(Collected data)

____________________

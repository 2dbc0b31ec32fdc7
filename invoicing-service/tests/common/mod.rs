//! Shared harness: boots the HTTP application on a random port over the
//! in-memory store, a mock email transport and a fixed clock.

#![allow(dead_code)]

use chrono::{DateTime, Duration, NaiveDate, TimeZone, Utc};
use invoicing_service::config::InvoicingConfig;
use invoicing_service::models::{Customer, NewCustomer};
use invoicing_service::services::{
    Clock, FixedClock, InvoiceStore, MemoryStore, MockEmailTransport, ReminderDispatcher,
    TransitionPolicy,
};
use invoicing_service::startup::Application;
use serde_json::{json, Value};
use std::sync::Arc;
use uuid::Uuid;

pub const CRON_SECRET: &str = "test-cron-secret";
pub const WEBHOOK_SECRET: &str = "test-webhook-secret";

/// 2025-04-01 08:00 UTC.
pub fn test_now() -> DateTime<Utc> {
    Utc.with_ymd_and_hms(2025, 4, 1, 8, 0, 0).unwrap()
}

pub fn date(y: i32, m: u32, d: u32) -> NaiveDate {
    NaiveDate::from_ymd_opt(y, m, d).unwrap()
}

pub struct TestApp {
    pub address: String,
    pub port: u16,
    pub store: Arc<MemoryStore>,
    pub transport: Arc<MockEmailTransport>,
    pub clock: Arc<FixedClock>,
    pub dispatcher: Arc<ReminderDispatcher>,
    pub organization_id: Uuid,
    pub actor_id: Uuid,
    pub client: reqwest::Client,
}

impl TestApp {
    pub async fn spawn() -> Self {
        Self::spawn_with(|_| {}).await
    }

    pub async fn spawn_strict() -> Self {
        Self::spawn_with(|config| {
            config.invoicing.transition_policy = TransitionPolicy::Strict;
        })
        .await
    }

    /// Spawn with adjustments applied on top of the test configuration.
    pub async fn spawn_with(configure: impl FnOnce(&mut InvoicingConfig)) -> Self {
        let mut config = InvoicingConfig::default();
        config.common.port = 0; // Random port for testing
        config.reminders.cron_secret = CRON_SECRET.to_string();
        config.payment_webhook_secret = WEBHOOK_SECRET.to_string();
        configure(&mut config);

        let store = Arc::new(MemoryStore::new());
        let transport = Arc::new(MockEmailTransport::new());
        let clock = Arc::new(FixedClock::new(test_now()));

        let app = Application::build_with_components(
            config,
            store.clone(),
            transport.clone(),
            clock.clone(),
        )
        .await
        .expect("Failed to build test application");

        let port = app.port();
        let dispatcher = app.state().dispatcher.clone();
        let address = format!("http://127.0.0.1:{}", port);

        tokio::spawn(app.run_until_stopped(std::future::pending()));

        let client = reqwest::Client::new();
        let health_url = format!("{}/health", address);
        for _ in 0..50 {
            if client.get(&health_url).send().await.is_ok() {
                break;
            }
            tokio::time::sleep(tokio::time::Duration::from_millis(20)).await;
        }

        TestApp {
            address,
            port,
            store,
            transport,
            clock,
            dispatcher,
            organization_id: Uuid::new_v4(),
            actor_id: Uuid::new_v4(),
            client,
        }
    }

    pub fn url(&self, path: &str) -> String {
        format!("{}{}", self.address, path)
    }

    /// Request carrying this app's tenant headers.
    pub fn request(&self, method: reqwest::Method, path: &str) -> reqwest::RequestBuilder {
        self.request_as(self.organization_id, method, path)
    }

    pub fn request_as(
        &self,
        organization_id: Uuid,
        method: reqwest::Method,
        path: &str,
    ) -> reqwest::RequestBuilder {
        self.client
            .request(method, self.url(path))
            .header("x-organization-id", organization_id.to_string())
            .header("x-actor-id", self.actor_id.to_string())
    }

    pub async fn seed_customer(&self, email: Option<&str>) -> Customer {
        self.seed_customer_in(self.organization_id, email).await
    }

    pub async fn seed_customer_in(&self, organization_id: Uuid, email: Option<&str>) -> Customer {
        self.store
            .create_customer(&NewCustomer {
                organization_id,
                name: "Acme Ltd".to_string(),
                email: email.map(str::to_string),
            })
            .await
            .expect("Failed to seed customer")
    }

    /// Create an invoice over HTTP and return its JSON body.
    pub async fn create_invoice(&self, customer_id: Uuid, due_date: NaiveDate) -> Value {
        let response = self
            .request(reqwest::Method::POST, "/invoices")
            .json(&invoice_body(customer_id, due_date))
            .send()
            .await
            .expect("Failed to execute request.");
        assert_eq!(response.status(), reqwest::StatusCode::CREATED);
        response.json().await.expect("Failed to parse JSON")
    }

    pub async fn schedule_reminder(&self, invoice_id: &str, body: Value) -> reqwest::Response {
        self.request(
            reqwest::Method::POST,
            &format!("/invoices/{}/reminders", invoice_id),
        )
        .json(&body)
        .send()
        .await
        .expect("Failed to execute request.")
    }

    pub async fn trigger_dispatch(&self, secret: Option<&str>) -> reqwest::Response {
        let mut request = self.client.post(self.url("/internal/reminders/process"));
        if let Some(secret) = secret {
            request = request.bearer_auth(secret);
        }
        request.send().await.expect("Failed to execute request.")
    }

    pub fn advance(&self, by: Duration) {
        self.clock.advance(by);
    }

    pub fn clock_now(&self) -> DateTime<Utc> {
        self.clock.now()
    }
}

/// Four hours at 150.00 plus a 82.40 expense, 10% tax.
pub fn invoice_body(customer_id: Uuid, due_date: NaiveDate) -> Value {
    json!({
        "customer_id": customer_id,
        "line_items": [
            { "description": "Consulting", "quantity": "4", "rate": "150.00" },
            { "description": "Travel", "quantity": "1", "rate": "82.40" }
        ],
        "tax_rate": "10",
        "due_date": due_date,
        "payment_terms": "net_30"
    })
}
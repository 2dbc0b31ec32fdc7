use crate::services::get_metrics;
use crate::startup::AppState;
use axum::{extract::State, http::StatusCode, response::IntoResponse, Json};
use serde_json::json;

/// Health check endpoint for Docker/K8s liveness probes.
pub async fn health_check(State(state): State<AppState>) -> impl IntoResponse {
    match state.store.health_check().await {
        Ok(_) => (
            StatusCode::OK,
            Json(json!({
                "status": "ok",
                "service": state.config.service_name,
                "version": env!("CARGO_PKG_VERSION")
            })),
        ),
        Err(e) => (
            StatusCode::SERVICE_UNAVAILABLE,
            Json(json!({
                "status": "unhealthy",
                "service": state.config.service_name,
                "error": e.to_string()
            })),
        ),
    }
}

/// Readiness check endpoint for K8s readiness probes.
///
/// Ready once the store answers and, when email is enabled, the transport
/// can reach its relay.
pub async fn readiness_check(State(state): State<AppState>) -> impl IntoResponse {
    if let Err(e) = state.store.health_check().await {
        tracing::warn!(error = %e, "Readiness check failed: store unavailable");
        return StatusCode::SERVICE_UNAVAILABLE;
    }

    if state.transport.is_enabled() {
        if let Err(e) = state.transport.health_check().await {
            tracing::warn!(error = %e, "Readiness check failed: email transport unavailable");
            return StatusCode::SERVICE_UNAVAILABLE;
        }
    }

    StatusCode::OK
}

pub async fn metrics_endpoint() -> impl IntoResponse {
    (
        StatusCode::OK,
        [("content-type", "text/plain; charset=utf-8")],
        get_metrics(),
    )
}
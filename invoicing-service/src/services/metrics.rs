//! Prometheus metrics for invoicing-service.

use once_cell::sync::Lazy;
use prometheus::{
    register_counter_vec, register_histogram_vec, CounterVec, HistogramVec, TextEncoder,
};

/// Invoices created, by initial status.
pub static INVOICES_CREATED_TOTAL: Lazy<CounterVec> = Lazy::new(|| {
    register_counter_vec!(
        "invoicing_invoices_created_total",
        "Total number of invoices created by status",
        &["status"]
    )
    .expect("Failed to register invoices_created_total")
});

/// Accepted status changes.
pub static STATUS_TRANSITIONS_TOTAL: Lazy<CounterVec> = Lazy::new(|| {
    register_counter_vec!(
        "invoicing_status_transitions_total",
        "Total number of invoice status transitions",
        &["from", "to"]
    )
    .expect("Failed to register status_transitions_total")
});

/// Reminders persisted by the scheduler.
pub static REMINDERS_SCHEDULED_TOTAL: Lazy<CounterVec> = Lazy::new(|| {
    register_counter_vec!(
        "invoicing_reminders_scheduled_total",
        "Total number of reminders scheduled by type",
        &["reminder_type"]
    )
    .expect("Failed to register reminders_scheduled_total")
});

/// Per-reminder dispatcher outcomes.
pub static REMINDER_DISPATCH_TOTAL: Lazy<CounterVec> = Lazy::new(|| {
    register_counter_vec!(
        "invoicing_reminder_dispatch_total",
        "Reminder dispatch outcomes",
        &["outcome"] // sent, skipped, claimed_elsewhere, retry_scheduled, dead_lettered, error
    )
    .expect("Failed to register reminder_dispatch_total")
});

/// Reminders that exhausted their attempts.
pub static REMINDERS_DEAD_LETTERED_TOTAL: Lazy<CounterVec> = Lazy::new(|| {
    register_counter_vec!(
        "invoicing_reminders_dead_lettered_total",
        "Total number of reminders moved to failed",
        &["reason"]
    )
    .expect("Failed to register reminders_dead_lettered_total")
});

/// Dispatcher run duration.
pub static DISPATCH_RUN_DURATION: Lazy<HistogramVec> = Lazy::new(|| {
    register_histogram_vec!(
        "invoicing_dispatch_run_duration_seconds",
        "Reminder dispatcher run duration in seconds",
        &["result"],
        vec![0.01, 0.05, 0.1, 0.25, 0.5, 1.0, 2.5, 5.0, 10.0, 30.0, 60.0]
    )
    .expect("Failed to register dispatch_run_duration")
});

/// Error counter for alerting.
pub static ERRORS_TOTAL: Lazy<CounterVec> = Lazy::new(|| {
    register_counter_vec!(
        "invoicing_errors_total",
        "Total number of errors by type",
        &["error_type"]
    )
    .expect("Failed to register errors_total")
});

/// Database query duration histogram.
pub static DB_QUERY_DURATION: Lazy<HistogramVec> = Lazy::new(|| {
    register_histogram_vec!(
        "invoicing_db_query_duration_seconds",
        "Database query duration in seconds",
        &["operation"],
        vec![0.001, 0.005, 0.01, 0.025, 0.05, 0.1, 0.25, 0.5, 1.0]
    )
    .expect("Failed to register db_query_duration")
});

/// Invoiced amount in minor units, by currency.
pub static INVOICE_AMOUNT_TOTAL: Lazy<CounterVec> = Lazy::new(|| {
    register_counter_vec!(
        "invoicing_invoice_amount_total",
        "Total invoiced amount in minor units by currency",
        &["currency"]
    )
    .expect("Failed to register invoice_amount_total")
});

/// Initialize all metrics (forces lazy initialization).
pub fn init_metrics() {
    Lazy::force(&INVOICES_CREATED_TOTAL);
    Lazy::force(&STATUS_TRANSITIONS_TOTAL);
    Lazy::force(&REMINDERS_SCHEDULED_TOTAL);
    Lazy::force(&REMINDER_DISPATCH_TOTAL);
    Lazy::force(&REMINDERS_DEAD_LETTERED_TOTAL);
    Lazy::force(&DISPATCH_RUN_DURATION);
    Lazy::force(&ERRORS_TOTAL);
    Lazy::force(&DB_QUERY_DURATION);
    Lazy::force(&INVOICE_AMOUNT_TOTAL);
}

/// Get metrics in Prometheus text format.
pub fn get_metrics() -> String {
    let encoder = TextEncoder::new();
    let metric_families = prometheus::gather();
    encoder
        .encode_to_string(&metric_families)
        .unwrap_or_default()
}
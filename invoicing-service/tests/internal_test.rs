mod common;

use common::{TestApp, CRON_SECRET};
use reqwest::StatusCode;
use serde_json::{json, Value};

#[tokio::test]
async fn cron_trigger_rejects_missing_or_wrong_secret() {
    let app = TestApp::spawn().await;

    for secret in [None, Some("wrong"), Some("test-cron-secreT")] {
        let response = app.trigger_dispatch(secret).await;
        assert_eq!(response.status(), StatusCode::UNAUTHORIZED);
        let body: Value = response.json().await.unwrap();
        assert_eq!(body, json!({ "success": false }));
    }
}

#[tokio::test]
async fn cron_trigger_with_secret_runs_dispatcher() {
    let app = TestApp::spawn().await;

    let response = app.trigger_dispatch(Some(CRON_SECRET)).await;

    assert_eq!(response.status(), StatusCode::OK);
    let body: Value = response.json().await.unwrap();
    assert_eq!(body, json!({ "success": true }));
}

#[tokio::test]
async fn unset_cron_secret_rejects_everything() {
    let app = TestApp::spawn_with(|config| {
        config.reminders.cron_secret = String::new();
    })
    .await;

    let response = app
        .client
        .post(app.url("/internal/reminders/process"))
        .header("Authorization", "Bearer ")
        .send()
        .await
        .unwrap();

    assert_eq!(response.status(), StatusCode::UNAUTHORIZED);
}
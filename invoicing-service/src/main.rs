//! Invoicing service entry point.

use invoicing_service::config::InvoicingConfig;
use invoicing_service::services::init_metrics;
use invoicing_service::startup::Application;
use service_core::observability::init_tracing;
use tokio::signal;

async fn shutdown_signal() {
    let ctrl_c = async {
        signal::ctrl_c()
            .await
            .expect("Failed to install Ctrl+C handler");
    };

    #[cfg(unix)]
    let terminate = async {
        signal::unix::signal(signal::unix::SignalKind::terminate())
            .expect("Failed to install SIGTERM handler")
            .recv()
            .await;
    };

    #[cfg(not(unix))]
    let terminate = std::future::pending::<()>();

    tokio::select! {
        _ = ctrl_c => {},
        _ = terminate => {},
    }

    tracing::info!("Shutdown signal received, starting graceful shutdown");
}

#[tokio::main]
async fn main() -> std::io::Result<()> {
    dotenvy::dotenv().ok();

    let config = InvoicingConfig::load().map_err(|e| {
        eprintln!("Failed to load configuration: {}", e);
        std::io::Error::other(format!("Configuration error: {}", e))
    })?;

    init_tracing(
        &config.service_name,
        &config.log_level,
        config.otlp_endpoint.as_deref(),
    );

    tracing::info!(
        version = env!("CARGO_PKG_VERSION"),
        environment = %config.common.environment,
        storage = ?config.storage,
        transition_policy = config.invoicing.transition_policy.as_str(),
        smtp_enabled = config.smtp.enabled,
        poller = ?config.reminders.poll_interval_secs,
        "Starting invoicing-service"
    );

    init_metrics();

    let app = Application::build(config).await.map_err(|e| {
        tracing::error!("Failed to build application: {}", e);
        std::io::Error::other(format!("Startup error: {}", e))
    })?;

    app.run_until_stopped(shutdown_signal()).await?;

    tracing::info!("Invoicing service shut down");
    Ok(())
}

____________________

Copy every line of the data above, beginning with the first and ending with the line that contains "pub struct TestApp", and give nothing more.

## Task output
repository 2dbc0b31ec32fdc7
filename invoicing-service/tests/common/mod.rs
//! Shared harness: boots the HTTP application on a random port over the
//! in-memory store, a mock email transport and a fixed clock.

#![allow(dead_code)]

use chrono::{DateTime, Duration, NaiveDate, TimeZone, Utc};
use invoicing_service::config::InvoicingConfig;
use invoicing_service::models::{Customer, NewCustomer};
use invoicing_service::services::{
    Clock, FixedClock, InvoiceStore, MemoryStore, MockEmailTransport, ReminderDispatcher,
    TransitionPolicy,
};
use invoicing_service::startup::Application;
use serde_json::{json, Value};
use std::sync::Arc;
use uuid::Uuid;

pub const CRON_SECRET: &str = "test-cron-secret";
pub const WEBHOOK_SECRET: &str = "test-webhook-secret";

/// 2025-04-01 08:00 UTC.
pub fn test_now() -> DateTime<Utc> {
    Utc.with_ymd_and_hms(2025, 4, 1, 8, 0, 0).unwrap()
}

pub fn date(y: i32, m: u32, d: u32) -> NaiveDate {
    NaiveDate::from_ymd_opt(y, m, d).unwrap()
}

pub struct TestApp {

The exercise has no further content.